Prof. Dr. Drs. Notonagoro, S.H. menyatakan, Demokrasi Pancasila adalah kerakyatan yang dipimpin oleh hikmah kebijaksanaan dalam permusyawaratan/ perwakilan yang ber-Ketuhanan Yang Maha Esa, yang berperikemanusiaan yang adil dan beradab, yang mempersatukan Indonesia dan berkeadilan sosial bagi seluruh rakyat Indonesia (senada dengan Soemantri, S.H. dan Drs. S. Pamudji). Sedangkan menurut Prof. Dardji Darmidiharjo, S.H. menyatakan, Demokrasi Pancasila adalah paham demokrasi yang bersumber kepada kepribadian dan falsafah hidup Bangsa Indonesia, yang perwujudannya seperti dalam ketentuan-ketentuan dalam Pembukaan UUD 1945.

2.2 Gerakan Massa
2.1.1 Pengertian
Menurut Kamus Besar Bahasa Indonesia (KBBI, 1994: 312), gerak berarti peralihan kedudukan atau tempat, mendapat imbuhan –an menjadi gerakan, yakni perbuatan atau keadaan bergerak. Sedangkan menurut Timur Mahardika (2000: 8,16), gerakan dapat juga berarti suatu tindakan yang dilakukan untuk memberikan respons atau reaksi atas kondisi tertentu (relitas sosial) di masyarakat, dan atau perjuangan perubahan untuk menciptakan keadan baru yang lebih baik dan bermakna.
Pengertian masa menurut Kamus Besar Bahasa Indonesia ( KBBI, 1994: 634) adalah jumlah yang banyak sekali; sekumpulan orang yang banyak sekali (berkumpul di suatu tempat atau tersebar), atau kelompok manusia yang bersatu karena dasar-dasar pandangan atau kesamaan pandangan tertentu. Sedangkan menurut Partanto dan Barry (1994: 444), masa dapat diartikan sebagai kalangan orang banyak; jumlah orang/barang yang membentuk himpunan.
Jadi dapat diartikan, gerakan masa adalah tindakan atau perbuatan yang dilakukan oleh sekelompok orang untuk mencapai tujuan tertentu atau untuk memperjuangkan suatu keadaan yang lebih baik dan bermakna yang didasarkan oleh pegangan atau pandangan organisasi yang sama.
2.1.2 Klasifikasi Gerakan Masa
a) Gerakan Sebagai Suatu Reaksi Spontan
Gerakan sebagai suatu reaksi spontan menurut Mahardika (2000: 15-17) dikatakan bahwa :
Suatu gerakan tanpa sebab-sebab yang jelas (atau tidak mempunyai rumusan yang jelas) menggunakan jaringan informasi yang tidak tertata (bukan dikonstruksi secara sengaja) terhadap suatu gerakan tertentu.

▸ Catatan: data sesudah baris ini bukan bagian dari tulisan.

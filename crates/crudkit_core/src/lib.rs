//! Convention-based CRUD access to stored procedures.
//!
//! A [`CrudGateway`] maps a record type `T` to `usp_Get{T}List`,
//! `usp_Get{T}`, `usp_Create{T}`, `usp_Update{T}`, `usp_Update{T}List` and
//! `usp_Delete{T}List`, and bulk operations pass records as one
//! table-valued [`TableParam`].

pub mod config;
pub mod db;
pub mod logging;
pub mod model;
pub mod repo;

pub use config::ConnectionSettings;
pub use db::driver::{ConnectionSource, Lease, ProcedureCall, ProcedureOutput, Session};
pub use db::params::{ParamValue, ParameterSet};
pub use db::sqlite::{SqlitePool, SqliteSession};
pub use db::value::{DataRow, SqlField, SqlType, SqlValue};
pub use db::{DbError, DbResult};
pub use logging::{default_log_level, init_logging, logging_status};
pub use model::record::{FieldDef, FromRow, Record, RecordShape};
pub use model::table_param::{TableColumn, TableParam, ToTableParam, INT_LIST_TABLE_TYPE};
pub use repo::crud_gateway::{CrudGateway, RETURN_ID_PARAM};
pub use repo::procedure_map::{Operation, ProcedureMap};
pub use repo::{CrudRepository, CrudRepositoryAsync};

/// Returns the core crate version.
pub fn core_version() -> &'static str {
    env!("CARGO_PKG_VERSION")
}
//! Setup-time mapping from CRUD operation to stored-procedure name.
//!
//! # Invariants
//! - Every operation has exactly one procedure name.
//! - Names are validated when the map is built, never at call time.

use crate::db::catalog::validate_procedure_name;
use crate::db::DbResult;
use crate::model::record::Record;

#[derive(Debug, Clone, Copy, PartialEq, Eq, Hash)]
pub enum Operation {
    GetList,
    GetSingle,
    Create,
    Update,
    UpdateList,
    DeleteList,
}

impl Operation {
    pub const ALL: [Operation; 6] = [
        Operation::GetList,
        Operation::GetSingle,
        Operation::Create,
        Operation::Update,
        Operation::UpdateList,
        Operation::DeleteList,
    ];

    /// `usp_<Verb><TypeName>[List]`.
    pub fn conventional_name(self, type_name: &str) -> String {
        match self {
            Self::GetList => format!("usp_Get{type_name}List"),
            Self::GetSingle => format!("usp_Get{type_name}"),
            Self::Create => format!("usp_Create{type_name}"),
            Self::Update => format!("usp_Update{type_name}"),
            Self::UpdateList => format!("usp_Update{type_name}List"),
            Self::DeleteList => format!("usp_Delete{type_name}List"),
        }
    }

    pub fn is_write(self) -> bool {
        !matches!(self, Self::GetList | Self::GetSingle)
    }

    pub fn as_str(self) -> &'static str {
        match self {
            Self::GetList => "get_list",
            Self::GetSingle => "get_single",
            Self::Create => "insert",
            Self::Update => "update",
            Self::UpdateList => "update_list",
            Self::DeleteList => "delete_list",
        }
    }

    fn index(self) -> usize {
        self as usize
    }
}

#[derive(Debug, Clone, PartialEq, Eq)]
pub struct ProcedureMap {
    type_name: String,
    names: [String; 6],
}

impl ProcedureMap {
    /// Builds the naming-convention map for `type_name`.
    pub fn conventional(type_name: &str) -> DbResult<Self> {
        let names = Operation::ALL.map(|op| op.conventional_name(type_name));
        for name in &names {
            validate_procedure_name(name)?;
        }
        Ok(Self {
            type_name: type_name.to_string(),
            names,
        })
    }

    pub fn for_record<T: Record>() -> DbResult<Self> {
        Self::conventional(T::TYPE_NAME)
    }

    /// Replaces the procedure used for one operation.
    pub fn with_override(mut self, op: Operation, name: impl Into<String>) -> DbResult<Self> {
        let name = name.into();
        validate_procedure_name(&name)?;
        self.names[op.index()] = name;
        Ok(self)
    }

    pub fn type_name(&self) -> &str {
        &self.type_name
    }

    pub fn name(&self, op: Operation) -> &str {
        &self.names[op.index()]
    }

    pub fn iter(&self) -> impl Iterator<Item = (Operation, &str)> {
        Operation::ALL
            .into_iter()
            .map(move |op| (op, self.name(op)))
    }
}

#[cfg(test)]
mod tests {
    use super::{Operation, ProcedureMap};
    use crate::db::DbError;

    #[test]
    fn conventional_names_follow_the_contract() {
        let map = ProcedureMap::conventional("Customer").unwrap();
        assert_eq!(map.name(Operation::GetList), "usp_GetCustomerList");
        assert_eq!(map.name(Operation::GetSingle), "usp_GetCustomer");
        assert_eq!(map.name(Operation::Create), "usp_CreateCustomer");
        assert_eq!(map.name(Operation::Update), "usp_UpdateCustomer");
        assert_eq!(map.name(Operation::UpdateList), "usp_UpdateCustomerList");
        assert_eq!(map.name(Operation::DeleteList), "usp_DeleteCustomerList");
    }

    #[test]
    fn overrides_replace_one_entry_and_are_validated() {
        let map = ProcedureMap::conventional("Customer")
            .unwrap()
            .with_override(Operation::DeleteList, "usp_PurgeCustomers")
            .unwrap();
        assert_eq!(map.name(Operation::DeleteList), "usp_PurgeCustomers");
        assert_eq!(map.name(Operation::GetList), "usp_GetCustomerList");

        let err = map
            .with_override(Operation::Update, "usp_Update Customer")
            .unwrap_err();
        assert!(matches!(err, DbError::InvalidName { kind: "procedure", .. }));
    }

    #[test]
    fn invalid_type_names_fail_at_setup() {
        assert!(ProcedureMap::conventional("Customer;--").is_err());
    }

    #[test]
    fn only_reads_run_outside_transactions() {
        let writes: Vec<Operation> = Operation::ALL
            .into_iter()
            .filter(|op| op.is_write())
            .collect();
        assert_eq!(
            writes,
            vec![
                Operation::Create,
                Operation::Update,
                Operation::UpdateList,
                Operation::DeleteList
            ]
        );
    }
}
//! Driver seam, value model and the SQLite backend.
//!
//! # Responsibility
//! - Define the connection/session contract the gateway orchestrates.
//! - Carry typed values and named parameters across that contract.
//! - Provide a concrete SQLite backend with a procedure catalog.
//!
//! # Invariants
//! - Driver failures are carried unchanged in `DbError::Sqlite`.
//! - Every other variant describes a configuration or mapping failure
//!   detected before or after the driver call.

use std::error::Error;
use std::fmt::{Display, Formatter};

pub mod catalog;
pub mod driver;
pub mod migrations;
mod open;
pub mod params;
pub mod pool;
pub mod sqlite;
pub mod value;

pub use open::{open_connection, open_db, open_db_in_memory};

pub type DbResult<T> = Result<T, DbError>;

#[derive(Debug)]
pub enum DbError {
    Sqlite(rusqlite::Error),
    InvalidConnectionString(String),
    InvalidName {
        kind: &'static str,
        name: String,
    },
    ProcedureNotFound(String),
    UnknownTableType(String),
    TableTypeMismatch {
        type_name: String,
        expected_columns: usize,
        actual_columns: usize,
    },
    TableArity {
        expected: usize,
        actual: usize,
    },
    Mapping {
        column: String,
        message: String,
    },
    MissingOutput(String),
    UnknownParameter {
        procedure: String,
        name: String,
    },
    Pool(String),
    Worker(String),
    UnsupportedSchemaVersion {
        db_version: u32,
        latest_supported: u32,
    },
}

impl Display for DbError {
    fn fmt(&self, f: &mut Formatter<'_>) -> std::fmt::Result {
        match self {
            Self::Sqlite(err) => write!(f, "{err}"),
            Self::InvalidConnectionString(message) => {
                write!(f, "invalid connection string: {message}")
            }
            Self::InvalidName { kind, name } => write!(f, "invalid {kind} name `{name}`"),
            Self::ProcedureNotFound(name) => {
                write!(f, "could not find stored procedure `{name}`")
            }
            Self::UnknownTableType(name) => write!(f, "unknown table type `{name}`"),
            Self::TableTypeMismatch {
                type_name,
                expected_columns,
                actual_columns,
            } => write!(
                f,
                "table type `{type_name}` declares {expected_columns} columns but parameter has {actual_columns}"
            ),
            Self::TableArity { expected, actual } => write!(
                f,
                "table row has {actual} values but the table declares {expected} columns"
            ),
            Self::Mapping { column, message } => {
                write!(f, "cannot map column `{column}`: {message}")
            }
            Self::MissingOutput(name) => {
                write!(f, "output parameter `{name}` was not set by the procedure")
            }
            Self::UnknownParameter { procedure, name } => write!(
                f,
                "procedure `{procedure}` has no parameter named `{name}`"
            ),
            Self::Pool(message) => write!(f, "connection pool: {message}"),
            Self::Worker(message) => write!(f, "blocking worker failed: {message}"),
            Self::UnsupportedSchemaVersion {
                db_version,
                latest_supported,
            } => write!(
                f,
                "catalog schema version {db_version} is newer than supported {latest_supported}"
            ),
        }
    }
}

impl Error for DbError {
    fn source(&self) -> Option<&(dyn Error + 'static)> {
        match self {
            Self::Sqlite(err) => Some(err),
            _ => None,
        }
    }
}

impl From<rusqlite::Error> for DbError {
    fn from(value: rusqlite::Error) -> Self {
        Self::Sqlite(value)
    }
}
//! Typed values exchanged with the driver.
//!
//! # Responsibility
//! - Model the scalar values a procedure accepts and returns.
//! - Map Rust field types to their declared SQL type (`SqlField`).
//! - Hold fully owned result rows so sessions never leak driver lifetimes.
//!
//! # Invariants
//! - `Option<X>` declares the SQL type of `X`; nullability is tracked
//!   separately and never changes the declared type.
//! - Column lookups on `DataRow` are case-insensitive.

use crate::db::{DbError, DbResult};
use rusqlite::types::{ToSqlOutput, Value, ValueRef};
use rusqlite::ToSql;
use serde::{Deserialize, Serialize};
use std::sync::Arc;

/// Declared column/parameter type.
#[derive(Debug, Clone, Copy, PartialEq, Eq, Hash, Serialize, Deserialize)]
#[serde(rename_all = "snake_case")]
pub enum SqlType {
    Int,
    BigInt,
    Float,
    Text,
    Bit,
    Binary,
}

impl SqlType {
    /// Column declaration used when materializing a table in SQLite.
    pub fn sqlite_decl(self) -> &'static str {
        match self {
            Self::Int | Self::BigInt | Self::Bit => "INTEGER",
            Self::Float => "REAL",
            Self::Text => "TEXT",
            Self::Binary => "BLOB",
        }
    }

    pub fn as_str(self) -> &'static str {
        match self {
            Self::Int => "int",
            Self::BigInt => "bigint",
            Self::Float => "float",
            Self::Text => "text",
            Self::Bit => "bit",
            Self::Binary => "binary",
        }
    }

    pub fn parse(value: &str) -> Option<Self> {
        match value {
            "int" => Some(Self::Int),
            "bigint" => Some(Self::BigInt),
            "float" => Some(Self::Float),
            "text" => Some(Self::Text),
            "bit" => Some(Self::Bit),
            "binary" => Some(Self::Binary),
            _ => None,
        }
    }
}

/// A single scalar value.
#[derive(Debug, Clone, PartialEq, Serialize, Deserialize)]
#[serde(tag = "type", content = "value", rename_all = "snake_case")]
pub enum SqlValue {
    Null,
    Int(i64),
    Float(f64),
    Text(String),
    Bit(bool),
    Binary(Vec<u8>),
}

impl SqlValue {
    pub fn is_null(&self) -> bool {
        matches!(self, Self::Null)
    }

    fn kind(&self) -> &'static str {
        match self {
            Self::Null => "null",
            Self::Int(_) => "integer",
            Self::Float(_) => "float",
            Self::Text(_) => "text",
            Self::Bit(_) => "bit",
            Self::Binary(_) => "binary",
        }
    }
}

impl From<ValueRef<'_>> for SqlValue {
    fn from(value: ValueRef<'_>) -> Self {
        match value {
            ValueRef::Null => Self::Null,
            ValueRef::Integer(v) => Self::Int(v),
            ValueRef::Real(v) => Self::Float(v),
            ValueRef::Text(v) => Self::Text(String::from_utf8_lossy(v).into_owned()),
            ValueRef::Blob(v) => Self::Binary(v.to_vec()),
        }
    }
}

impl ToSql for SqlValue {
    fn to_sql(&self) -> rusqlite::Result<ToSqlOutput<'_>> {
        Ok(match self {
            Self::Null => ToSqlOutput::Owned(Value::Null),
            Self::Int(v) => ToSqlOutput::Owned(Value::Integer(*v)),
            Self::Float(v) => ToSqlOutput::Owned(Value::Real(*v)),
            Self::Text(v) => ToSqlOutput::Borrowed(ValueRef::Text(v.as_bytes())),
            Self::Bit(v) => ToSqlOutput::Owned(Value::Integer(i64::from(*v))),
            Self::Binary(v) => ToSqlOutput::Borrowed(ValueRef::Blob(v.as_slice())),
        })
    }
}

macro_rules! impl_from_for_sql_value {
    ($($ty:ty => |$v:ident| $body:expr),* $(,)?) => {
        $(
            impl From<$ty> for SqlValue {
                fn from($v: $ty) -> Self {
                    $body
                }
            }
        )*
    };
}

impl_from_for_sql_value! {
    i32 => |v| SqlValue::Int(i64::from(v)),
    i64 => |v| SqlValue::Int(v),
    f64 => |v| SqlValue::Float(v),
    bool => |v| SqlValue::Bit(v),
    String => |v| SqlValue::Text(v),
    &str => |v| SqlValue::Text(v.to_string()),
    Vec<u8> => |v| SqlValue::Binary(v),
}

impl<T: Into<SqlValue>> From<Option<T>> for SqlValue {
    fn from(value: Option<T>) -> Self {
        value.map_or(SqlValue::Null, Into::into)
    }
}

/// Rust types usable as record fields.
pub trait SqlField: Sized {
    /// Declared SQL type, with any nullable wrapper unwrapped.
    const SQL_TYPE: SqlType;
    const NULLABLE: bool = false;

    fn to_sql_value(&self) -> SqlValue;
    fn from_sql_value(value: SqlValue) -> Result<Self, String>;
}

fn mismatch(expected: &str, value: &SqlValue) -> String {
    format!("expected {expected}, found {}", value.kind())
}

impl SqlField for i64 {
    const SQL_TYPE: SqlType = SqlType::BigInt;

    fn to_sql_value(&self) -> SqlValue {
        SqlValue::Int(*self)
    }

    fn from_sql_value(value: SqlValue) -> Result<Self, String> {
        match value {
            SqlValue::Int(v) => Ok(v),
            SqlValue::Bit(v) => Ok(i64::from(v)),
            other => Err(mismatch("integer", &other)),
        }
    }
}

impl SqlField for i32 {
    const SQL_TYPE: SqlType = SqlType::Int;

    fn to_sql_value(&self) -> SqlValue {
        SqlValue::Int(i64::from(*self))
    }

    fn from_sql_value(value: SqlValue) -> Result<Self, String> {
        let wide = i64::from_sql_value(value)?;
        i32::try_from(wide).map_err(|_| format!("integer {wide} out of range for i32"))
    }
}

impl SqlField for f64 {
    const SQL_TYPE: SqlType = SqlType::Float;

    fn to_sql_value(&self) -> SqlValue {
        SqlValue::Float(*self)
    }

    fn from_sql_value(value: SqlValue) -> Result<Self, String> {
        match value {
            SqlValue::Float(v) => Ok(v),
            // SQLite hands back integral REAL values as integers.
            SqlValue::Int(v) => Ok(v as f64),
            other => Err(mismatch("float", &other)),
        }
    }
}

impl SqlField for bool {
    const SQL_TYPE: SqlType = SqlType::Bit;

    fn to_sql_value(&self) -> SqlValue {
        SqlValue::Bit(*self)
    }

    fn from_sql_value(value: SqlValue) -> Result<Self, String> {
        match value {
            SqlValue::Bit(v) => Ok(v),
            SqlValue::Int(0) => Ok(false),
            SqlValue::Int(1) => Ok(true),
            SqlValue::Int(other) => Err(format!("integer {other} is not a bit value")),
            other => Err(mismatch("bit", &other)),
        }
    }
}

impl SqlField for String {
    const SQL_TYPE: SqlType = SqlType::Text;

    fn to_sql_value(&self) -> SqlValue {
        SqlValue::Text(self.clone())
    }

    fn from_sql_value(value: SqlValue) -> Result<Self, String> {
        match value {
            SqlValue::Text(v) => Ok(v),
            other => Err(mismatch("text", &other)),
        }
    }
}

impl SqlField for Vec<u8> {
    const SQL_TYPE: SqlType = SqlType::Binary;

    fn to_sql_value(&self) -> SqlValue {
        SqlValue::Binary(self.clone())
    }

    fn from_sql_value(value: SqlValue) -> Result<Self, String> {
        match value {
            SqlValue::Binary(v) => Ok(v),
            other => Err(mismatch("binary", &other)),
        }
    }
}

impl<T: SqlField> SqlField for Option<T> {
    const SQL_TYPE: SqlType = T::SQL_TYPE;
    const NULLABLE: bool = true;

    fn to_sql_value(&self) -> SqlValue {
        self.as_ref().map_or(SqlValue::Null, SqlField::to_sql_value)
    }

    fn from_sql_value(value: SqlValue) -> Result<Self, String> {
        match value {
            SqlValue::Null => Ok(None),
            other => T::from_sql_value(other).map(Some),
        }
    }
}

/// One fully owned result row.
#[derive(Debug, Clone, PartialEq)]
pub struct DataRow {
    columns: Arc<[String]>,
    values: Vec<SqlValue>,
}

impl DataRow {
    pub fn new(columns: Arc<[String]>, values: Vec<SqlValue>) -> Self {
        Self { columns, values }
    }

    pub fn columns(&self) -> &[String] {
        &self.columns
    }

    pub fn values(&self) -> &[SqlValue] {
        &self.values
    }

    pub fn len(&self) -> usize {
        self.values.len()
    }

    pub fn is_empty(&self) -> bool {
        self.values.is_empty()
    }

    /// Returns the raw value of a column, matched case-insensitively.
    pub fn value(&self, column: &str) -> Option<&SqlValue> {
        self.columns
            .iter()
            .position(|name| name.eq_ignore_ascii_case(column))
            .and_then(|index| self.values.get(index))
    }

    /// Decodes a named column into a field type.
    pub fn get<V: SqlField>(&self, column: &str) -> DbResult<V> {
        let value = self.value(column).ok_or_else(|| DbError::Mapping {
            column: column.to_string(),
            message: "column not present in result set".to_string(),
        })?;
        V::from_sql_value(value.clone()).map_err(|message| DbError::Mapping {
            column: column.to_string(),
            message,
        })
    }

    /// Decodes a column by position.
    pub fn get_at<V: SqlField>(&self, index: usize) -> DbResult<V> {
        let column = self
            .columns
            .get(index)
            .cloned()
            .unwrap_or_else(|| format!("#{index}"));
        let value = self.values.get(index).ok_or_else(|| DbError::Mapping {
            column: column.clone(),
            message: "column index out of range".to_string(),
        })?;
        V::from_sql_value(value.clone()).map_err(|message| DbError::Mapping { column, message })
    }
}
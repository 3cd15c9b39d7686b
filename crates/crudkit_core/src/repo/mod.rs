//! Repository contracts and the stored-procedure gateway.
//!
//! # Responsibility
//! - Define the CRUD surface callers program against, blocking and async.
//! - Keep procedure naming and transaction handling out of caller code.
//!
//! # Invariants
//! - Blocking and async variants of an operation have identical semantics.
//! - Errors from the driver reach the caller unchanged.

use crate::db::value::SqlValue;
use crate::db::DbResult;
use crate::model::table_param::TableParam;
use async_trait::async_trait;

pub mod crud_gateway;
pub mod procedure_map;

/// Blocking CRUD operations for record type `T`.
///
/// `params` are `(key, value)` pairs bound as `@key`.
pub trait CrudRepository<T> {
    /// Calls `usp_Get{T}List` and decodes every row.
    fn get_list(&self, params: &[(&str, SqlValue)]) -> DbResult<Vec<T>>;

    /// Calls `usp_Get{T}`.
    ///
    /// Returns `None` when the procedure yields zero rows *or* more than one.
    fn get_single(&self, params: &[(&str, SqlValue)]) -> DbResult<Option<T>>;

    /// Calls `usp_Create{T}` in a transaction.
    ///
    /// Returns the `@Id` output when `get_return_id` is set, otherwise `1`.
    fn insert(&self, get_return_id: bool, params: &[(&str, SqlValue)]) -> DbResult<i64>;

    /// Calls `usp_Update{T}` in a transaction.
    fn update(&self, params: &[(&str, SqlValue)]) -> DbResult<()>;

    /// Calls `usp_Update{T}List` with `records` bound as one table parameter
    /// typed `T::TYPE_NAME`.
    fn update_list(&self, param_name: &str, records: &[T]) -> DbResult<()>;

    /// Same as [`update_list`](Self::update_list) with a pre-built table.
    fn update_list_table(&self, param_name: &str, table: TableParam) -> DbResult<()>;

    /// Calls `usp_Delete{T}List` with `ids` bound as an `[dbo].[IntList]`
    /// table parameter named `param_name`, plus any extra `params`.
    fn delete_list(&self, param_name: &str, ids: &[i32], params: &[(&str, SqlValue)])
        -> DbResult<()>;
}

/// Async twins of [`CrudRepository`]; each suspends only while the database
/// work runs on the blocking pool.
#[async_trait]
pub trait CrudRepositoryAsync<T: Send + Sync + 'static>: Send + Sync {
    async fn get_list_async(&self, params: &[(&str, SqlValue)]) -> DbResult<Vec<T>>;
    async fn get_single_async(&self, params: &[(&str, SqlValue)]) -> DbResult<Option<T>>;
    async fn insert_async(&self, get_return_id: bool, params: &[(&str, SqlValue)]) -> DbResult<i64>;
    async fn update_async(&self, params: &[(&str, SqlValue)]) -> DbResult<()>;
    async fn update_list_async(&self, param_name: &str, records: &[T]) -> DbResult<()>;
    async fn update_list_table_async(&self, param_name: &str, table: TableParam) -> DbResult<()>;
    async fn delete_list_async(
        &self,
        param_name: &str,
        ids: &[i32],
        params: &[(&str, SqlValue)],
    ) -> DbResult<()>;
}
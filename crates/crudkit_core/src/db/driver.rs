//! Driver contract the gateway orchestrates.
//!
//! # Responsibility
//! - Abstract connection acquisition and release (`ConnectionSource`).
//! - Abstract transaction control and procedure execution (`Session`).
//! - Provide the scoped lease that guarantees release on every exit path.
//!
//! # Invariants
//! - A leased connection is released exactly once, when the lease drops.
//! - Sessions report driver failures unchanged.

use crate::db::params::ParameterSet;
use crate::db::value::{DataRow, SqlValue};
use crate::db::DbResult;
use std::ops::{Deref, DerefMut};
use std::time::Duration;

/// One stored-procedure invocation.
#[derive(Debug, Clone, Copy)]
pub struct ProcedureCall<'a> {
    pub name: &'a str,
    pub params: &'a ParameterSet,
    pub timeout: Duration,
}

/// Everything a procedure call produced.
#[derive(Debug, Clone, Default, PartialEq)]
pub struct ProcedureOutput {
    /// Rows of the last result-producing statement.
    pub rows: Vec<DataRow>,
    pub rows_affected: usize,
    /// Output parameter values keyed by `@name`.
    pub outputs: Vec<(String, SqlValue)>,
}

impl ProcedureOutput {
    pub fn output(&self, name: &str) -> Option<&SqlValue> {
        self.outputs
            .iter()
            .find(|(key, _)| key.eq_ignore_ascii_case(name))
            .map(|(_, value)| value)
    }
}

/// An open database session able to run procedures.
pub trait Session {
    fn begin(&mut self) -> DbResult<()>;
    fn commit(&mut self) -> DbResult<()>;
    fn rollback(&mut self) -> DbResult<()>;
    fn call(&mut self, call: &ProcedureCall<'_>) -> DbResult<ProcedureOutput>;
    fn procedure_exists(&mut self, name: &str) -> DbResult<bool>;
}

/// Hands out sessions and takes them back.
pub trait ConnectionSource: Send + Sync + 'static {
    type Conn: Session;

    fn acquire(&self) -> DbResult<Self::Conn>;
    fn release(&self, conn: Self::Conn);
}

/// Scoped connection; released back to its source on drop.
pub struct Lease<'s, S: ConnectionSource + ?Sized> {
    source: &'s S,
    conn: Option<S::Conn>,
}

impl<'s, S: ConnectionSource + ?Sized> Lease<'s, S> {
    pub fn acquire(source: &'s S) -> DbResult<Self> {
        let conn = source.acquire()?;
        Ok(Self {
            source,
            conn: Some(conn),
        })
    }
}

impl<S: ConnectionSource + ?Sized> Deref for Lease<'_, S> {
    type Target = S::Conn;

    fn deref(&self) -> &Self::Target {
        // Only `drop` takes the connection out.
        self.conn.as_ref().expect("lease holds a connection until dropped")
    }
}

impl<S: ConnectionSource + ?Sized> DerefMut for Lease<'_, S> {
    fn deref_mut(&mut self) -> &mut Self::Target {
        self.conn.as_mut().expect("lease holds a connection until dropped")
    }
}

impl<S: ConnectionSource + ?Sized> Drop for Lease<'_, S> {
    fn drop(&mut self) {
        if let Some(conn) = self.conn.take() {
            self.source.release(conn);
        }
    }
}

Ciri dasar gerakan tipe ini adalah sifatnya merupakan reaksi langsung atas ancaman yang sudah hadir di hadapannya, dan kerapkali tidak dapat ditemukan kelanjutannya (apa dan bagaimana langkah selanjutnya). Dengan demikian terjadi secara sepontan tanpa kendali, namun ada ideologi tertentu yang mendasarinya, seperti rasa frustasi dan kemarahan yang tidak tersalurkan.
Di akhir pemerintahan Orde Baru kasus-kasus ini banyak terjadi, seperti: peristiwa tanggal 12-14 Mei 1998, kerusuhan Ketapang, isu dukun santet Banyuwangi, sampai kerusuhan tanggal 20-21 Oktober 1999.
b) Gerakan Sebagai Langkah-Langkah Terorganisir
Gerakan sebagai langkah-langkah terorganisir merupakan suatu gerakan dengan tujuan, strategi, dan cara-cara yang dirumuskan secara jelas, sadar dan didasarkan kepada suatu analisis sosial yang kuat (Mahardika, 2006: 16). Gerakan seperti ini umumnya dilakukan oleh para mahasiswa atau oleh golongan masyarakat berpendidikan (elit terpelajar).
Gerakan-gerakan masa yang terjadi di Indonesia umumnya adalah sebagi wujud protes terhadap pemerintahan yang lalim. Jika direnungkan merupakan gerakan masa yang spontan (terkecuali gerakan mahasiswa). Namun demikian, jika dianalisis berdasarkan strategi dan taktik gerakan, maka suatu gerakan akan bisa berjalan jika sebelumnya terjadi koordinasi dan persiapan yang matang tentang gerakan yang akan dilakukan. Gerakan massa yang dilakukan tanpa ada persiapan yang matang dan tujuan yang jelas merupakan embrio lahirnya anarkhisme, karena massa yang bergerak hanya mengandalkan otot, bukan otak dan moral/etika sebagai nilai dasar pergerakannya.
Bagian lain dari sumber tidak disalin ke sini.